Journeys off the Sunken Roads

A professional poet for twenty years, Luke Wright is taking a new show on the road. He talked to Fergus Byrne ahead of his visit to Bridport.

A poet for 23 years and scraping a living from it for 20, Luke Wright describes his genre as ‘nimble’. He talks about poetry’s ability to take you on a roller coaster of emotions. ‘From a really sad moment that might make you cry’ to something funny in the space of a minute. ‘That’s what poetry can do better than any other genre’ he says.
He is talking about his new show which comes to Bridport in March. ‘I want to make you laugh. I want to make you cry. I want to make you angry and retching and soft, and all of those things’ he says.

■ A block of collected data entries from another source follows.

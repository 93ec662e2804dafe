//! CPU processor: the optimized, executable form of a [`Processor`].
//!
//! [`Processor`]: crate::Processor

use crate::image::PackedImageDesc;
use crate::processor::ProcessorOp;

/// Optimized op list applied pixel by pixel.
///
/// Applying takes `&self` and allocates nothing, so one processor can serve
/// several threads working on disjoint buffers.
#[derive(Debug, Clone)]
pub struct CpuProcessor {
    ops: Vec<ProcessorOp>,
}

impl CpuProcessor {
    pub(crate) fn from_ops(ops: Vec<ProcessorOp>) -> Self {
        Self { ops }
    }

    /// Number of operations left after optimization.
    #[inline]
    pub fn num_ops(&self) -> usize {
        self.ops.len()
    }

    /// Checks if applying would leave pixels unchanged.
    #[inline]
    pub fn is_identity(&self) -> bool {
        self.ops.is_empty()
    }

    #[inline]
    fn apply_pixel(&self, px: &mut [f32; 4]) {
        for op in &self.ops {
            op.apply(px);
        }
    }

    /// Applies in place to a packed image.
    ///
    /// 3-channel pixels are processed with alpha 1.0, which is not stored.
    pub fn apply(&self, image: &mut PackedImageDesc<'_>) {
        if self.ops.is_empty() {
            return;
        }
        let channels = image.channels();
        for chunk in image.data_mut().chunks_exact_mut(channels) {
            let mut px = [chunk[0], chunk[1], chunk[2], chunk.get(3).copied().unwrap_or(1.0)];
            self.apply_pixel(&mut px);
            chunk.copy_from_slice(&px[..channels]);
        }
    }

    /// Applies to RGBA pixels in place.
    pub fn apply_rgba(&self, pixels: &mut [[f32; 4]]) {
        for px in pixels {
            self.apply_pixel(px);
        }
    }

    /// Applies to RGB pixels in place.
    pub fn apply_rgb(&self, pixels: &mut [[f32; 3]]) {
        for px in pixels {
            let mut rgba = [px[0], px[1], px[2], 1.0];
            self.apply_pixel(&mut rgba);
            *px = [rgba[0], rgba[1], rgba[2]];
        }
    }
}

It might be described as a show of two halves—with maybe a middle, a start and a finish. And there will also be ups and downs, laughs and tears, and visceral observations in between. He’s not promising to make you feel good. ‘But I am promising to make you feel’.
Luke Wright has form when it comes to making his audience feel something. Whether he’s opening for the Libertines or reciting Georgian ballads down your local, Luke is adept at taking poetry to places it doesn’t normally go. Long time host of Latitude’s Poetry Arena and John Cooper Clarke’s regular warm-up guy, he writes poems that are tender, riotous, caustic, and romantic then delivers them with ferocity and panache.

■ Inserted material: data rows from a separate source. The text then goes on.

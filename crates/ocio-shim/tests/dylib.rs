//! Loads the built `cdylib` at runtime and drives it only through symbols
//! resolved by name.

use std::ffi::{CStr, CString};
use std::path::PathBuf;
use std::sync::Mutex;

use approx::assert_abs_diff_eq;
use libloading::Library;
use shim::loader::{self, SYMBOLS, ShimLibrary};

static ENV_LOCK: Mutex<()> = Mutex::new(());

/// The shim sits next to this test binary's `deps/` directory, or inside it.
fn shim_path() -> PathBuf {
    let exe = std::env::current_exe().unwrap();
    let deps = exe.parent().unwrap();
    let name = loader::library_filename();
    [deps.join(&name), deps.parent().unwrap().join(&name)]
        .into_iter()
        .find(|p| p.is_file())
        .unwrap_or_else(|| panic!("{name:?} not found near {}", deps.display()))
}

#[test]
fn every_export_resolves_by_name() {
    let lib = unsafe { Library::new(shim_path()) }.unwrap();
    for name in SYMBOLS {
        let sym = unsafe { lib.get::<*const ()>(name.as_bytes()) };
        assert!(sym.is_ok(), "{name} is not exported");
    }
}

#[test]
fn sequential_scenario_through_loaded_library() {
    let _guard = ENV_LOCK.lock().unwrap_or_else(|e| e.into_inner());
    // SAFETY: the only test here touching the environment holds ENV_LOCK.
    unsafe {
        std::env::remove_var("OCIO_INACTIVE_COLORSPACES");
        std::env::set_var("OCIO", "ocio://default");
    }

    let lib = unsafe { ShimLibrary::open(shim_path()) }.unwrap();
    let api = lib.api();

    unsafe {
        let ctx = (api.create_context)();
        assert!(!ctx.is_null());

        let count = (api.get_num_colorspaces)(ctx);
        assert!(count > 0);
        let name0 = CStr::from_ptr((api.get_colorspace_name)(ctx, 0)).to_owned();
        assert!(!name0.is_empty());
        assert!(CStr::from_ptr((api.get_colorspace_name)(ctx, count)).is_empty());

        let proc_ = (api.create_processor)(ctx, name0.as_ptr(), name0.as_ptr());
        assert!(!proc_.is_null());
        let mut pixel = [1.0_f32, 1.0, 1.0, 1.0];
        (api.apply_transform)(proc_, pixel.as_mut_ptr(), 1);
        assert_eq!(pixel, [1.0, 1.0, 1.0, 1.0]);
        (api.destroy_processor)(proc_);

        let src = CString::new("ACEScg").unwrap();
        let dst = CString::new("ACES2065-1").unwrap();
        let proc_ = (api.create_processor)(ctx, src.as_ptr(), dst.as_ptr());
        assert!(!proc_.is_null());
        (api.destroy_context)(ctx);

        let mut pixel = [1.0_f32, 0.0, 0.0, 1.0];
        (api.apply_transform)(proc_, pixel.as_mut_ptr(), 1);
        assert_abs_diff_eq!(pixel[0], 0.695_452_2, epsilon = 1e-5);
        (api.destroy_processor)(proc_);
    }
}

And although the excitement, freshness, and spirit that erupts from his sometimes fevered mind are unlikely to ever abate, there is change in the air. Luke has just turned forty and is keenly aware of the onset of wisdom—a development that often comes to those who wait. Now divorced and the father of two boys, his latest book The Feel-Good Movie of the Year presents what he describes as an older, more battle-hardened man ‘but also a more mature and wider person.’
He describes the title as a bit of a joke because he hates that line that is so often used to promote new movies. For him, a ‘feel-good’ movie is very different. ‘What I’m hinting at is that I realise that feeling good, feeling positive is about looking at all the difficult stuff head on’ he says. ‘I feel enriched in many ways by the pain that I’ve gone through and the difficult things that I’ve gone through. And if I want to feel good I watch difficult films’. He laughs. ‘For me, a feel-good movie is one that really makes me weep and cry, and it doesn’t necessarily have to have a happy ending. It’s an appreciation of life and all its peaks and pitfalls.’
The book offers a window into that same world of emotional snakes and ladders. Heart-wrenching poems like Ex or A Piece of Quiet, Merch Stall, and Reading for Pleasure are about his children. The poems plant poignant frozen moments into the pages—and they leave a long footprint. The Lay-bys and Bypasses asks aching questions about how well we know the country we live in. “I love and loathe it as I love and loathe myself,” he writes “and yes, I know it, because I know myself”.
Status Update could be a cry for help, screaming for a hand to pull us out of the quicksand of social media. Luke is part of the growing assemblage of people disillusioned with it. ‘I hate it’ he says. He was an early adopter and at first found it quite cool. ‘I have to be on it because of my job really’. He liked the shop front feel of having a website and enjoyed blogging when that started, but social media he sees as a shouting match. He talks about a new band he is working with and a song they released called The People who run the Country. He spent ‘all week on bloody Twitter shouting about the song. I just found it such a depressing place to be. I hate it really and I think that Status Update is a direct result of that. I’m aware of that now, I’m much more aware of how social media makes me feel. I just kind of avoid it.’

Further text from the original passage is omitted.